LOUISVILLE, Ky. – The director of the Kentucky Institute for the Environment and Sustainable Development at the University of Louisville and students from Male High School will plant hundreds of trees this weekend in an effort to improve water quality in Cedar Creek.
The tree planting will take place Dec. 10 along Cedar Creek, which flows into Floyds Fork, a tributary of the Salt River. American sycamore, swamp chestnut, swamp white oak, black willow, red maple, silky dogwood and Eastern redbud trees will be planted.
The volunteers plan to plant 300 trees at the site, creating what is known as a riparian zone. Altogether, a total of 1,500 trees at several sites along streams in the metropolitan area will be planted before the end of January.

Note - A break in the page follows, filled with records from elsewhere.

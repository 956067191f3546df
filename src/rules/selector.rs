// Copyright 2025 RustFS Team
//
// Licensed under the Apache License, Version 2.0 (the "License");
// you may not use this file except in compliance with the License.
// You may obtain a copy of the License at
//
//     http://www.apache.org/licenses/LICENSE-2.0
//
// Unless required by applicable law or agreed to in writing, software
// distributed under the License is distributed on an "AS IS" BASIS,
// WITHOUT WARRANTIES OR CONDITIONS OF ANY KIND, either express or implied.
// See the License for the specific language governing permissions and
// limitations under the License.


//! Label selectors evaluated in memory and rendered for list calls.

use k8s_openapi::apimachinery::pkg::apis::meta::v1 as metav1;
use snafu::Snafu;
use std::collections::{BTreeMap, BTreeSet};
use std::fmt;

#[derive(Debug, Snafu, PartialEq)]
#[snafu(visibility(pub))]
pub enum Error {
    #[snafu(display("unsupported label selector operator {operator:?} for key {key}"))]
    InvalidOperator { key: String, operator: String },

    #[snafu(display("label selector operator {operator} for key {key} requires values"))]
    MissingValues { key: String, operator: String },
}

#[derive(Clone, Debug, PartialEq, Eq)]
pub enum Requirement {
    Equal(String, String),
    In(String, BTreeSet<String>),
    NotIn(String, BTreeSet<String>),
    Exists(String),
    DoesNotExist(String),
}

impl Requirement {
    fn matches(&self, labels: &BTreeMap<String, String>) -> bool {
        match self {
            Requirement::Equal(key, value) => labels.get(key) == Some(value),
            Requirement::In(key, values) => labels.get(key).is_some_and(|v| values.contains(v)),
            Requirement::NotIn(key, values) => labels.get(key).is_none_or(|v| !values.contains(v)),
            Requirement::Exists(key) => labels.contains_key(key),
            Requirement::DoesNotExist(key) => !labels.contains_key(key),
        }
    }
}

impl fmt::Display for Requirement {
    fn fmt(&self, f: &mut fmt::Formatter<'_>) -> fmt::Result {
        let join = |values: &BTreeSet<String>| values.iter().cloned().collect::<Vec<_>>().join(",");
        match self {
            Requirement::Equal(key, value) => write!(f, "{key}={value}"),
            Requirement::In(key, values) => write!(f, "{key} in ({})", join(values)),
            Requirement::NotIn(key, values) => write!(f, "{key} notin ({})", join(values)),
            Requirement::Exists(key) => write!(f, "{key}"),
            Requirement::DoesNotExist(key) => write!(f, "!{key}"),
        }
    }
}

/// A conjunction of label requirements.
///
/// An unset Kubernetes selector selects nothing while an empty one selects
/// everything, so both states are representable here.
#[derive(Clone, Debug, Default, PartialEq, Eq)]
pub struct Selector {
    nothing: bool,
    requirements: Vec<Requirement>,
}

impl Selector {
    pub fn everything() -> Self {
        Self::default()
    }

    pub fn nothing() -> Self {
        Self {
            nothing: true,
            requirements: Vec::new(),
        }
    }

    pub fn from_labels<K, V>(labels: impl IntoIterator<Item = (K, V)>) -> Self
    where
        K: Into<String>,
        V: Into<String>,
    {
        Self {
            nothing: false,
            requirements: labels
                .into_iter()
                .map(|(k, v)| Requirement::Equal(k.into(), v.into()))
                .collect(),
        }
    }

    pub fn from_requirement(requirement: Requirement) -> Self {
        Self {
            nothing: false,
            requirements: vec![requirement],
        }
    }

    pub fn from_label_selector(selector: Option<&metav1::LabelSelector>) -> Result<Self, Error> {
        let Some(selector) = selector else {
            return Ok(Self::nothing());
        };

        let mut requirements: Vec<Requirement> = selector
            .match_labels
            .iter()
            .flatten()
            .map(|(k, v)| Requirement::Equal(k.clone(), v.clone()))
            .collect();

        for expr in selector.match_expressions.iter().flatten() {
            let values: BTreeSet<String> = expr.values.iter().flatten().cloned().collect();
            let requirement = match expr.operator.as_str() {
                "In" | "NotIn" if values.is_empty() => {
                    return MissingValuesSnafu {
                        key: expr.key.clone(),
                        operator: expr.operator.clone(),
                    }
                    .fail();
                }
                "In" => Requirement::In(expr.key.clone(), values),
                "NotIn" => Requirement::NotIn(expr.key.clone(), values),
                "Exists" => Requirement::Exists(expr.key.clone()),
                "DoesNotExist" => Requirement::DoesNotExist(expr.key.clone()),
                other => {
                    return InvalidOperatorSnafu {
                        key: expr.key.clone(),
                        operator: other.to_string(),
                    }
                    .fail();
                }
            };
            requirements.push(requirement);
        }

        Ok(Self {
            nothing: false,
            requirements,
        })
    }

    pub fn is_nothing(&self) -> bool {
        self.nothing
    }

    pub fn is_everything(&self) -> bool {
        !self.nothing && self.requirements.is_empty()
    }

    /// Combines two selectors; the result matches what both match.
    pub fn and(&self, other: &Selector) -> Selector {
        if self.nothing || other.nothing {
            return Selector::nothing();
        }
        let mut requirements = self.requirements.clone();
        requirements.extend(other.requirements.iter().cloned());
        Selector {
            nothing: false,
            requirements,
        }
    }

    pub fn matches(&self, labels: &BTreeMap<String, String>) -> bool {
        !self.nothing && self.requirements.iter().all(|r| r.matches(labels))
    }
}

impl fmt::Display for Selector {
    fn fmt(&self, f: &mut fmt::Formatter<'_>) -> fmt::Result {
        let rendered: Vec<String> = self.requirements.iter().map(|r| r.to_string()).collect();
        f.write_str(&rendered.join(","))
    }
}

“Reestablishing riparian zones are important in providing wildlife habitat and protecting water quality in streams. The trees will help filter pollutants and debris, keep water temperatures cooler to increase the water’s ability to hold oxygen and reduce erosion,” said Russ Barnett, director of the institute and chair of the Salt River Watershed Watch.
The planting site is 9302 Bartley Drive, Louisville, on property owned by the Metropolitan Sewer District. Volunteers will be there from 8:30 to 11:30 a.m. Other sites are to be determined.